Restriction on rent increases – Landlords will no longer be able to rely on rent increase clauses in tenancy agreements. Instead, they’ll have to rely on a statutory section 13 notice, and not within the first 52 weeks of the tenancy. The notice period will also increase from one month to two. Tenants will continue to have the right to challenge proposed rent increases and any notice at the First-tier Tribunal, which has the power to determine the open market rent. A landlord will also be required to specify a rent amount in adverts for new tenancies and cannot invite or accept offers exceeding these amounts.
Right to request pets – Tenants may request to keep a pet and landlords must not unreasonably refuse consent except in very limited circumstances. Processes and deadlines for pet requests are set out in the Renters’ Rights Act, and courts may order specific performance against landlords who fail to comply.
Anti-discrimination measures – Landlords will be prohibited from discriminating against prospective tenants because they either have children living with them or visiting them, or if the tenant claims benefits. Blanket bans and tenancy clauses to this effect are void, saved for very limited exceptions. New financial penalties will be in place for discriminatory practices.
So, with only a few months until the new legislation comes into effect on the 1st of May, what should be top of the list for landlords?
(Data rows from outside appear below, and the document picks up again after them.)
use assert_cmd::Command;
use predicates::prelude::*;
use pt_grading::models::{Landmark, PoseFrame, PoseLandmark, LANDMARK_COUNT};
use std::io::Write;

fn pt_grade() -> Command {
    let mut cmd = Command::cargo_bin("pt-grade").unwrap();
    cmd.env_remove("PT_GRADING_CONFIG").env_remove("RUST_LOG");
    cmd
}

fn plank(timestamp_ms: u64, elbow_deg: f32) -> PoseFrame {
    let theta = elbow_deg.to_radians();
    let shoulder = Landmark::new(0.30 - 0.15 * theta.sin(), 0.65 + 0.15 * theta.cos());
    let ankle = Landmark::new(0.90, 0.80);
    let hip = Landmark::new((shoulder.x + ankle.x) / 2.0, (shoulder.y + ankle.y) / 2.0);
    let knee = Landmark::new((hip.x + ankle.x) / 2.0, (hip.y + ankle.y) / 2.0);

    let mut frame = PoseFrame::new(timestamp_ms, vec![Landmark::default(); LANDMARK_COUNT]);
    for (left, right, point) in [
        (PoseLandmark::LeftShoulder, PoseLandmark::RightShoulder, shoulder),
        (PoseLandmark::LeftElbow, PoseLandmark::RightElbow, Landmark::new(0.30, 0.65)),
        (PoseLandmark::LeftWrist, PoseLandmark::RightWrist, Landmark::new(0.30, 0.80)),
        (PoseLandmark::LeftHip, PoseLandmark::RightHip, hip),
        (PoseLandmark::LeftKnee, PoseLandmark::RightKnee, knee),
        (PoseLandmark::LeftAnkle, PoseLandmark::RightAnkle, ankle),
    ] {
        frame.set(left, point);
        frame.set(right, point);
    }
    frame
}

/// Two clean push-ups recorded as JSON lines
fn recording() -> tempfile::NamedTempFile {
    let angles = [
        170.0, 170.0, 170.0, 140.0, 110.0, 85.0, 85.0, 85.0, 110.0, 140.0, 170.0, 170.0, 170.0,
        140.0, 110.0, 85.0, 85.0, 85.0, 110.0, 140.0, 170.0, 170.0, 170.0,
    ];
    let mut file = tempfile::NamedTempFile::new().unwrap();
    for (i, angle) in angles.iter().enumerate() {
        let line = serde_json::to_string(&plank(i as u64 * 100, *angle)).unwrap();
        writeln!(file, "{}", line).unwrap();
    }
    file
}

#[test]
fn test_help_command() {
    let mut cmd = pt_grade();
    cmd.arg("--help");

    cmd.assert()
        .success()
        .stdout(predicate::str::contains("Replay pose recordings"))
        .stdout(predicate::str::contains("replay"))
        .stdout(predicate::str::contains("score"));
}

#[test]
fn test_version_command() {
    let mut cmd = pt_grade();
    cmd.arg("--version");

    cmd.assert()
        .success()
        .stdout(predicate::str::contains("0.1.0"));
}

#[test]
fn test_completions_command() {
    let mut cmd = pt_grade();
    cmd.arg("completions").arg("bash");

    cmd.assert()
        .success()
        .stdout(predicate::str::contains("pt-grade"))
        .stdout(predicate::str::contains("complete -F"));
}

#[test]
fn test_score_command() {
    let mut cmd = pt_grade();
    cmd.args(["score", "pushup", "48"]);

    cmd.assert()
        .success()
        .stdout(predicate::str::contains("push-up: 48 reps → 71 points"));
}

#[test]
fn test_score_rejects_running() {
    let mut cmd = pt_grade();
    cmd.args(["score", "running", "10"]);

    cmd.assert()
        .failure()
        .stderr(predicate::str::contains("pt-grade run"));
}

#[test]
fn test_run_command_json() {
    let mut cmd = pt_grade();
    cmd.args(["--no-color", "run", "--distance", "3218.69", "--duration", "15:00", "--json"]);

    cmd.assert()
        .success()
        .stdout(predicate::str::contains("\"score\": 80.0"))
        .stdout(predicate::str::contains("\"pace_per_mile\": \"07:29\""));
}

#[test]
fn test_replay_counts_reps() {
    let file = recording();
    let mut cmd = pt_grade();
    cmd.arg("--no-color")
        .arg("replay")
        .arg(file.path())
        .args(["--exercise", "pushup"]);

    cmd.assert()
        .success()
        .stdout(predicate::str::contains("Perfect Rep!"))
        .stdout(predicate::str::contains("Completed 2 valid reps out of 2 attempts (100.0%)."))
        .stdout(predicate::str::contains("2 reps → 3 points"));
}

#[test]
fn test_replay_json_report() {
    let file = recording();
    let mut cmd = pt_grade();
    cmd.arg("replay")
        .arg(file.path())
        .args(["-e", "push-up", "--json"]);

    cmd.assert()
        .success()
        .stdout(predicate::str::contains("\"total_reps\": 2"))
        .stdout(predicate::str::contains("\"standardized_score\": 3"))
        .stdout(predicate::str::contains("\"calibrated\": true"));
}

#[test]
fn test_replay_missing_file() {
    let mut cmd = pt_grade();
    cmd.args(["replay", "/nonexistent/recording.jsonl", "--exercise", "situp"]);

    cmd.assert()
        .failure()
        .stderr(predicate::str::contains("Failed to open recording"));
}

#[test]
fn test_config_init_and_show() {
    let dir = tempfile::tempdir().unwrap();
    let path = dir.path().join("config.toml");

    let mut cmd = pt_grade();
    cmd.arg("--config").arg(&path).args(["config", "init"]);
    cmd.assert()
        .success()
        .stdout(predicate::str::contains("Configuration initialized at"));
    assert!(path.exists());

    let mut cmd = pt_grade();
    cmd.arg("--config").arg(&path).args(["config", "show"]);
    cmd.assert()
        .success()
        .stdout(predicate::str::contains("state_stability_threshold = 3"));

    let mut cmd = pt_grade();
    cmd.arg("--config").arg(&path).args(["config", "init"]);
    cmd.assert()
        .success()
        .stdout(predicate::str::contains("Use --force to overwrite"));
}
How landlords should prepare
To protect their investments and ensure legal compliance, landlords should prepare for an era of more local authority oversight which will include greater investigatory powers, increased financial penalties (of up to £40,000 in some cases) and new offences for misuse of possession grounds. Some practical next steps include:
Review and update tenancy agreements – Removal of fixed-terms, bringing rent increase clauses into line with the new statutory provisions, removing outright bans on pet ownership and removing any discriminatory clauses could prevent landlords running into problems in the future
Serve section 21 notices as soon as possible – Section 21 will be abolished, but this is not anticipated to come into effect before the beginning of May and notices served before this time can be relied upon. Assuming that the landlord wishes to recover vacant possession of the property in the near term and depending upon whether the necessarily formalities have been complied with, landlords should ensure section 21 notices are served correctly before their anticipated abolition date on 1 May. There will be no opportunity to remedy an invalid section 21 notice after this time.
Familiarise with new offences and penalties – Misuse or reckless reliance on possession grounds, or failure to provide proper documentation, can result in fines up to £40,000, rent repayment orders, and summary convictions
Understand new database and redress scheme requirements – A landlord should prepare to register themselves and their property details on the private rented sector database and ensure continued compliance. A landlord should also prepare to join a redress scheme
Prepare for the Decent Homes Standard – While this is not yet required, it is anticipated that the Decent Homes Standard shall be expanded to the private rental sector. This sets out the minimum standards for rented housing and landlords should anticipate upgrades to housing where necessary and seek to address any issues that could impact upon a tenant’s health.
Landlords who use the coming months to prepare, rather than simply watch the clock, will be far better placed to adapt to the changes ahead.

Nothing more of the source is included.